The quarter of the principal is inside the campus situated beside the academic building. The Technical Training Center (TTC), Chittagong is situated beside the institution.

==Admission==
Admissions in grade I-IX are based on an entrance examination, which is competitive. Admission in HSC level is based on the result of Secondary School Certificate (SSC) examination. Every year it takes about 450 students in science, 300 in commerce and 150 in humanities group in HSC level. Students have to apply through sms method for the admission.
Last year, requirement for applying for HSC admission was GPA 5.00 for Science, 4.00 for Commerce and 3.50 for Humanities group.
Students are admitted among the applied, according to their merit position in the list provided by Chittagong Education Board.

In class I-IX there are almost 60 seats (30 for male and 30 for female) in every class.

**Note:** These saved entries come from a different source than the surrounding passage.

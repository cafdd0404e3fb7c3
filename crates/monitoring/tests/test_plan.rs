//! Monitor behaviour against a real SQLite pool and a mocked webhook.

use std::sync::Arc;
use std::time::Duration;

use httpmock::prelude::*;
use serde_json::json;
use sqlx::sqlite::SqlitePoolOptions;
use sqlx::SqlitePool;

use pharmacy_config::{AlertChannelKind, MonitoringConfig, ThresholdConfig};
use pharmacy_monitoring::{
    AlertChannel, MetricsCollector, Monitor, RequestStats, Thresholds, WebhookChannel,
    MAX_RECENT_ALERTS,
};

type TestResult<T = ()> = anyhow::Result<T>;

async fn memory_pool() -> TestResult<SqlitePool> {
    Ok(SqlitePoolOptions::new()
        .max_connections(1)
        .connect("sqlite::memory:")
        .await?)
}

/// Every request-driven metric trips with this configuration.
fn hair_trigger() -> ThresholdConfig {
    ThresholdConfig {
        cpu_load_percent: f64::MAX,
        memory_percent: f64::MAX,
        error_rate_percent: 1.0,
        response_time_ms: 1.0,
        db_latency_ms: f64::MAX,
    }
}

fn failing_traffic(stats: &RequestStats) {
    stats.record(500, Duration::from_millis(50));
}

#[tokio::test]
async fn webhook_receives_alert_json() -> TestResult {
    let server = MockServer::start_async().await;
    let hook = server
        .mock_async(|when, then| {
            when.method(POST)
                .path("/alerts")
                .header("content-type", "application/json")
                .json_body_partial(r#"{"metric":"error_rate_percent","severity":"critical"}"#);
            then.status(204);
        })
        .await;
    let other = server
        .mock_async(|when, then| {
            when.method(POST)
                .path("/alerts")
                .json_body_partial(r#"{"metric":"avg_response_time_ms"}"#);
            then.status(204);
        })
        .await;

    let stats = Arc::new(RequestStats::new());
    let channel: Arc<dyn AlertChannel> =
        Arc::new(WebhookChannel::new(reqwest::Client::new(), server.url("/alerts")));
    let monitor = Monitor::new(
        MetricsCollector::new(stats.clone()),
        Thresholds::new(hair_trigger()),
        vec![channel],
    );

    failing_traffic(&stats);
    let pool = memory_pool().await?;
    monitor.tick(&pool).await;

    hook.assert_hits_async(1).await;
    other.assert_hits_async(1).await;
    Ok(())
}

#[tokio::test]
async fn failing_channel_does_not_abort_tick() -> TestResult {
    let server = MockServer::start_async().await;
    let hook = server
        .mock_async(|when, then| {
            when.method(POST).path("/alerts");
            then.status(500).json_body(json!({"error": "down"}));
        })
        .await;

    let stats = Arc::new(RequestStats::new());
    let config = MonitoringConfig {
        thresholds: hair_trigger(),
        alert_channels: vec![
            AlertChannelKind::Webhook,
            AlertChannelKind::Email,
            AlertChannelKind::Log,
        ],
        webhook_url: Some(server.url("/alerts")),
        ..MonitoringConfig::default()
    };
    let monitor = Monitor::from_config(&config, stats.clone(), reqwest::Client::new());

    failing_traffic(&stats);
    let pool = memory_pool().await?;
    let metrics = monitor.tick(&pool).await;

    assert_eq!(metrics.request_count, 1);
    hook.assert_hits_async(2).await;
    assert_eq!(monitor.recent_alerts(10).await.len(), 2);
    assert!(monitor.latest().await.is_some());
    Ok(())
}

#[tokio::test]
async fn recent_alerts_are_bounded_and_newest_first() -> TestResult {
    let stats = Arc::new(RequestStats::new());
    let monitor = Monitor::new(
        MetricsCollector::new(stats.clone()),
        Thresholds::new(hair_trigger()),
        Vec::new(),
    );
    let pool = memory_pool().await?;

    for _ in 0..MAX_RECENT_ALERTS {
        failing_traffic(&stats);
        monitor.tick(&pool).await;
    }

    let alerts = monitor.recent_alerts(usize::MAX).await;
    assert_eq!(alerts.len(), MAX_RECENT_ALERTS);
    assert!(alerts[0].triggered_at >= alerts[alerts.len() - 1].triggered_at);
    assert_eq!(monitor.recent_alerts(3).await.len(), 3);
    Ok(())
}

#[tokio::test]
async fn health_reports_degraded_when_database_is_gone() -> TestResult {
    let monitor = Monitor::new(
        MetricsCollector::new(Arc::new(RequestStats::new())),
        Thresholds::new(ThresholdConfig::default()),
        Vec::new(),
    )
    .with_version("9.9.9");

    let pool = memory_pool().await?;
    let healthy = monitor.health(&pool).await;
    assert_eq!(healthy.status, "ok");
    assert_eq!(healthy.database, "ok");
    assert_eq!(healthy.version, "9.9.9");

    pool.close().await;
    let degraded = monitor.health(&pool).await;
    assert_eq!(degraded.status, "degraded");
    assert_eq!(degraded.database, "unreachable");

    let metrics = monitor.tick(&pool).await;
    assert!(metrics.db_latency_ms.is_none());
    let alerts = monitor.recent_alerts(10).await;
    assert!(alerts.iter().any(|a| a.metric == "database"));
    Ok(())
}
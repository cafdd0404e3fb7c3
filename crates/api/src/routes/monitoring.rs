use axum::{
    extract::{Query, State},
    Json,
};
use pharmacy_monitoring::{Alert, SystemMetrics, MAX_RECENT_ALERTS};
use serde::{Deserialize, Serialize};
use utoipa::{IntoParams, ToSchema};

use crate::AppState;

#[derive(Debug, Deserialize, IntoParams)]
#[into_params(parameter_in = Query)]
pub struct AlertQuery {
    /// Defaults to 20, at most 100.
    pub limit: Option<usize>,
}

#[derive(Debug, Serialize, ToSchema)]
pub struct AlertsResponse {
    pub alerts: Vec<Alert>,
}

#[utoipa::path(
    get,
    path = "/api/monitoring/metrics",
    tag = "Monitoring",
    security(("bearerAuth" = [])),
    responses(
        (status = 200, description = "Latest metrics; collected on demand before the first scheduled tick", body = SystemMetrics),
        (status = 401, description = "Authentication required", body = crate::error::ErrorResponse)
    )
)]
pub async fn metrics(State(state): State<AppState>) -> Json<SystemMetrics> {
    let metrics = match state.monitor().latest().await {
        Some(metrics) => metrics,
        None => state.monitor().tick(state.db_pool()).await,
    };
    Json(metrics)
}

#[utoipa::path(
    get,
    path = "/api/monitoring/alerts",
    tag = "Monitoring",
    security(("bearerAuth" = [])),
    params(AlertQuery),
    responses(
        (status = 200, description = "Recent threshold alerts, newest first", body = AlertsResponse),
        (status = 401, description = "Authentication required", body = crate::error::ErrorResponse)
    )
)]
pub async fn alerts(
    State(state): State<AppState>,
    Query(query): Query<AlertQuery>,
) -> Json<AlertsResponse> {
    let limit = query.limit.unwrap_or(20).clamp(1, MAX_RECENT_ALERTS);
    Json(AlertsResponse {
        alerts: state.monitor().recent_alerts(limit).await,
    })
}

The students who pass SSC from this institution get opportunity to get themselves admitted into higher secondary level directly.

==Events and programs==
CMSC events promote school spirit and are for enjoyment or for philanthropic causes. Some are open only to students in certain years, while others to the entire student population, alumni, and their friends and families.

Every year the institution authority arranges sporting events. The college organises a function on 21 February to observe International Mother Language Day every year. It holds programs on the occasions of Pohela Boishakh, Independence Day of Bangladesh, and National Victory Day.